Content starts

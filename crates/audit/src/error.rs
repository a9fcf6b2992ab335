//! Error types for audit runs.

use std::path::PathBuf;
use stowage_catalog::CatalogError;
use stowage_storage::StorageError;
use thiserror::Error;

/// Audit and remediation errors.
///
/// A key the store reports as absent is never an error; it is recorded as a
/// finding. Every other store failure is [`AuditError::TransientStore`].
#[derive(Debug, Error)]
pub enum AuditError {
    /// Object store failure other than an explicit not-found. The current
    /// page is abandoned and the checkpoint stays where it was.
    #[error("object store error: {0}")]
    TransientStore(#[source] StorageError),

    #[error("catalog error: {0}")]
    Catalog(#[from] CatalogError),

    #[error("run lease '{name}' is held by {owner} until {expires_at}")]
    LeaseHeld {
        name: String,
        owner: String,
        expires_at: String,
    },

    #[error("run lease '{0}' was lost to another runner")]
    LeaseLost(String),

    #[error("artifact error at {}: {message}", path.display())]
    Artifact { path: PathBuf, message: String },

    #[error("checkpoint error: {0}")]
    Checkpoint(String),

    #[error("no completed audit findings at {}; run the matching audit first", .0.display())]
    MissingFindings(PathBuf),

    #[error("metrics error: {0}")]
    Metrics(#[from] prometheus::Error),
}

impl From<StorageError> for AuditError {
    fn from(e: StorageError) -> Self {
        AuditError::TransientStore(e)
    }
}

impl AuditError {
    pub(crate) fn artifact(path: impl Into<PathBuf>, message: impl ToString) -> Self {
        AuditError::Artifact {
            path: path.into(),
            message: message.to_string(),
        }
    }
}

pub type AuditResult<T> = Result<T, AuditError>;
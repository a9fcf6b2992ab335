//! Catalog store trait and the SQLite implementation.

use crate::error::{CatalogError, CatalogResult};
use crate::repos::{
    AppRepo, ChannelRepo, DeployHistoryRepo, LeaseRepo, ManifestRepo, OrgRepo, RemediationRepo,
    VersionRepo,
};
use async_trait::async_trait;
use sqlx::sqlite::{SqliteConnectOptions, SqlitePoolOptions};
use sqlx::{Pool, Sqlite};
use std::path::Path;
use std::str::FromStr;
use std::time::Duration;
use stowage_core::BillingScope;

/// Combined catalog store trait.
#[async_trait]
pub trait CatalogStore:
    OrgRepo
    + AppRepo
    + VersionRepo
    + ManifestRepo
    + ChannelRepo
    + DeployHistoryRepo
    + RemediationRepo
    + LeaseRepo
    + Send
    + Sync
{
    /// Run database migrations.
    async fn migrate(&self) -> CatalogResult<()>;

    /// Check database connectivity and health.
    async fn health_check(&self) -> CatalogResult<()>;
}

/// SQLite parameter limit is ~999; stay under it.
pub(crate) const SQLITE_BATCH_SIZE: usize = 900;

/// Extra `WHERE` clause restricting `column` to organizations in scope.
pub(crate) fn scope_clause(scope: BillingScope, column: &str) -> String {
    match scope {
        BillingScope::All => String::new(),
        BillingScope::Active => format!(
            " AND {column} IN (SELECT id FROM orgs WHERE billing_state IN ('paying', 'trial'))"
        ),
    }
}

fn placeholders(n: usize) -> String {
    vec!["?"; n].join(", ")
}

/// SQLite-based catalog store.
///
/// Suited to tests and local replicas; production catalogs use PostgreSQL.
pub struct SqliteStore {
    pool: Pool<Sqlite>,
}
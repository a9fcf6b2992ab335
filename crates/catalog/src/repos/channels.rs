//! Channel repository.

use crate::error::CatalogResult;
use crate::models::ChannelRow;
use async_trait::async_trait;

/// Repository for channels.
#[async_trait]
pub trait ChannelRepo: Send + Sync {
    /// Insert a channel. `is_default` is derived and ignored here.
    async fn create_channel(&self, channel: &ChannelRow) -> CatalogResult<()>;

    async fn get_channel(&self, id: i64) -> CatalogResult<Option<ChannelRow>>;

    /// Channels whose version pointer is one of `version_ids`, ordered by id.
    async fn channels_for_versions(&self, version_ids: &[i64]) -> CatalogResult<Vec<ChannelRow>>;
}
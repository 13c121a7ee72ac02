use std::time::Duration;

use axum::routing::get;
use axum::{Json, Router};
use serde_json::{Value, json};
use switchyard_client::{CancellationToken, Client, ErrorKind, RequestDescriptor};
use switchyard_examples::{local_registry, spawn_server};
use tokio::runtime::Handle;
use tokio::sync::oneshot;

async fn slow() -> Json<Value> {
    tokio::time::sleep(Duration::from_secs(30)).await;
    Json(json!({ "done": true }))
}

#[tokio::main]
async fn main() -> anyhow::Result<()> {
    tracing_subscriber::fmt::init();

    let base = spawn_server(Router::new().route("/slow", get(slow))).await?;
    println!("Slow server listening on {}", base);

    let client = Client::builder().registry(local_registry(&base)).build()?;
    let descriptor = RequestDescriptor::builder("api", "/slow").build()?;

    // Cancel through a token.
    let token = CancellationToken::new();
    let call = tokio::spawn({
        let client = client.clone();
        let descriptor = descriptor.clone();
        let token = token.clone();
        async move { client.execute_cancellable::<Value>(&descriptor, token).await }
    });
    tokio::time::sleep(Duration::from_millis(100)).await;
    println!("in flight: {}", client.in_flight());
    token.cancel();
    match call.await? {
        Err(err) if err.kind() == ErrorKind::Cancelled => println!("token cancel: cancelled"),
        other => println!("token cancel: unexpected {:?}", other.map(|r| r.into_inner())),
    }

    // Cancel through the handle of a callback call.
    let (tx, rx) = oneshot::channel();
    let handle = client.execute_with_callback::<Value, _>(
        descriptor.clone(),
        &Handle::current(),
        move |result| {
            let _ = tx.send(result.map(|r| r.into_inner()));
        },
    );
    tokio::time::sleep(Duration::from_millis(100)).await;
    handle.cancel();
    println!("callback cancel: {:?}", rx.await?.map_err(|e| e.kind()));

    // Cancel everything, e.g. on logout.
    let calls: Vec<_> = (0..3)
        .map(|_| {
            let client = client.clone();
            let descriptor = descriptor.clone();
            tokio::spawn(async move { client.execute::<Value>(&descriptor).await })
        })
        .collect();
    tokio::time::sleep(Duration::from_millis(100)).await;
    println!("in flight before cancel_all: {}", client.in_flight());
    client.cancel_all();
    for call in calls {
        println!("cancel_all: {:?}", call.await?.map(|r| r.into_inner()).map_err(|e| e.kind()));
    }
    println!("in flight after cancel_all: {}", client.in_flight());
    Ok(())
}
/// Race `future` against the call's cancellation.
async fn cancellable<F: Future>(
    token: &CancellationToken,
    future: F,
) -> Result<F::Output, ClientError> {
    tokio::select! {
        biased;
        _ = token.cancelled() => Err(ClientError::Cancelled),
        output = future => Ok(output),
    }
}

Content ends

> [Work task]: Reproduce the full set of entries above exactly, without dropping a line.

> [Result of this task]:
filename crates/audit/src/error.rs
repository a9fcf6b2992ab335
//! Error types for audit runs.

use std::path::PathBuf;
use stowage_catalog::CatalogError;
use stowage_storage::StorageError;
use thiserror::Error;

/// Audit and remediation errors.
///
/// A key the store reports as absent is never an error; it is recorded as a
/// finding. Every other store failure is [`AuditError::TransientStore`].
#[derive(Debug, Error)]
pub enum AuditError {
    /// Object store failure other than an explicit not-found. The current
    /// page is abandoned and the checkpoint stays where it was.
    #[error("object store error: {0}")]
    TransientStore(#[source] StorageError),

    #[error("catalog error: {0}")]
    Catalog(#[from] CatalogError),

    #[error("run lease '{name}' is held by {owner} until {expires_at}")]
    LeaseHeld {
        name: String,
        owner: String,
        expires_at: String,
    },

    #[error("run lease '{0}' was lost to another runner")]
    LeaseLost(String),

    #[error("artifact error at {}: {message}", path.display())]
    Artifact { path: PathBuf, message: String },

    #[error("checkpoint error: {0}")]
    Checkpoint(String),

    #[error("no completed audit findings at {}; run the matching audit first", .0.display())]
    MissingFindings(PathBuf),

    #[error("metrics error: {0}")]
    Metrics(#[from] prometheus::Error),
}

impl From<StorageError> for AuditError {
    fn from(e: StorageError) -> Self {
        AuditError::TransientStore(e)
    }
}

impl AuditError {
    pub(crate) fn artifact(path: impl Into<PathBuf>, message: impl ToString) -> Self {
        AuditError::Artifact {
            path: path.into(),
            message: message.to_string(),
        }
    }
}

pub type AuditResult<T> = Result<T, AuditError>;
repository a9fcf6b2992ab335
//! Catalog store trait and the SQLite implementation.

use crate::error::{CatalogError, CatalogResult};
use crate::repos::{
    AppRepo, ChannelRepo, DeployHistoryRepo, LeaseRepo, ManifestRepo, OrgRepo, RemediationRepo,
    VersionRepo,
};
use async_trait::async_trait;
use sqlx::sqlite::{SqliteConnectOptions, SqlitePoolOptions};
use sqlx::{Pool, Sqlite};
use std::path::Path;
use std::str::FromStr;
use std::time::Duration;
use stowage_core::BillingScope;

/// Combined catalog store trait.
#[async_trait]
pub trait CatalogStore:
    OrgRepo
    + AppRepo
    + VersionRepo
    + ManifestRepo
    + ChannelRepo
    + DeployHistoryRepo
    + RemediationRepo
    + LeaseRepo
    + Send
    + Sync
{
    /// Run database migrations.
    async fn migrate(&self) -> CatalogResult<()>;

    /// Check database connectivity and health.
    async fn health_check(&self) -> CatalogResult<()>;
}

/// SQLite parameter limit is ~999; stay under it.
pub(crate) const SQLITE_BATCH_SIZE: usize = 900;

/// Extra `WHERE` clause restricting `column` to organizations in scope.
pub(crate) fn scope_clause(scope: BillingScope, column: &str) -> String {
    match scope {
        BillingScope::All => String::new(),
        BillingScope::Active => format!(
            " AND {column} IN (SELECT id FROM orgs WHERE billing_state IN ('paying', 'trial'))"
        ),
    }
}

fn placeholders(n: usize) -> String {
    vec!["?"; n].join(", ")
}

/// SQLite-based catalog store.
///
/// Suited to tests and local replicas; production catalogs use PostgreSQL.
pub struct SqliteStore {
    pool: Pool<Sqlite>,
}
repository a9fcf6b2992ab335
filename crates/catalog/src/repos/channels.rs
//! Channel repository.

use crate::error::CatalogResult;
use crate::models::ChannelRow;
use async_trait::async_trait;

/// Repository for channels.
#[async_trait]
pub trait ChannelRepo: Send + Sync {
    /// Insert a channel. `is_default` is derived and ignored here.
    async fn create_channel(&self, channel: &ChannelRow) -> CatalogResult<()>;

    async fn get_channel(&self, id: i64) -> CatalogResult<Option<ChannelRow>>;

    /// Channels whose version pointer is one of `version_ids`, ordered by id.
    async fn channels_for_versions(&self, version_ids: &[i64]) -> CatalogResult<Vec<ChannelRow>>;
}
repository 13c121a7ee72ac02
use std::time::Duration;

use axum::routing::get;
use axum::{Json, Router};
use serde_json::{Value, json};
use switchyard_client::{CancellationToken, Client, ErrorKind, RequestDescriptor};
use switchyard_examples::{local_registry, spawn_server};
use tokio::runtime::Handle;
use tokio::sync::oneshot;

async fn slow() -> Json<Value> {
    tokio::time::sleep(Duration::from_secs(30)).await;
    Json(json!({ "done": true }))
}

#[tokio::main]
async fn main() -> anyhow::Result<()> {
    tracing_subscriber::fmt::init();

    let base = spawn_server(Router::new().route("/slow", get(slow))).await?;
    println!("Slow server listening on {}", base);

    let client = Client::builder().registry(local_registry(&base)).build()?;
    let descriptor = RequestDescriptor::builder("api", "/slow").build()?;

    // Cancel through a token.
    let token = CancellationToken::new();
    let call = tokio::spawn({
        let client = client.clone();
        let descriptor = descriptor.clone();
        let token = token.clone();
        async move { client.execute_cancellable::<Value>(&descriptor, token).await }
    });
    tokio::time::sleep(Duration::from_millis(100)).await;
    println!("in flight: {}", client.in_flight());
    token.cancel();
    match call.await? {
        Err(err) if err.kind() == ErrorKind::Cancelled => println!("token cancel: cancelled"),
        other => println!("token cancel: unexpected {:?}", other.map(|r| r.into_inner())),
    }

    // Cancel through the handle of a callback call.
    let (tx, rx) = oneshot::channel();
    let handle = client.execute_with_callback::<Value, _>(
        descriptor.clone(),
        &Handle::current(),
        move |result| {
            let _ = tx.send(result.map(|r| r.into_inner()));
        },
    );
    tokio::time::sleep(Duration::from_millis(100)).await;
    handle.cancel();
    println!("callback cancel: {:?}", rx.await?.map_err(|e| e.kind()));

    // Cancel everything, e.g. on logout.
    let calls: Vec<_> = (0..3)
        .map(|_| {
            let client = client.clone();
            let descriptor = descriptor.clone();
            tokio::spawn(async move { client.execute::<Value>(&descriptor).await })
        })
        .collect();
    tokio::time::sleep(Duration::from_millis(100)).await;
    println!("in flight before cancel_all: {}", client.in_flight());
    client.cancel_all();
    for call in calls {
        println!("cancel_all: {:?}", call.await?.map(|r| r.into_inner()).map_err(|e| e.kind()));
    }
    println!("in flight after cancel_all: {}", client.in_flight());
    Ok(())
}
/// Race `future` against the call's cancellation.
async fn cancellable<F: Future>(
    token: &CancellationToken,
    future: F,
) -> Result<F::Output, ClientError> {
    tokio::select! {
        biased;
        _ = token.cancelled() => Err(ClientError::Cancelled),
        output = future => Ok(output),
    }
}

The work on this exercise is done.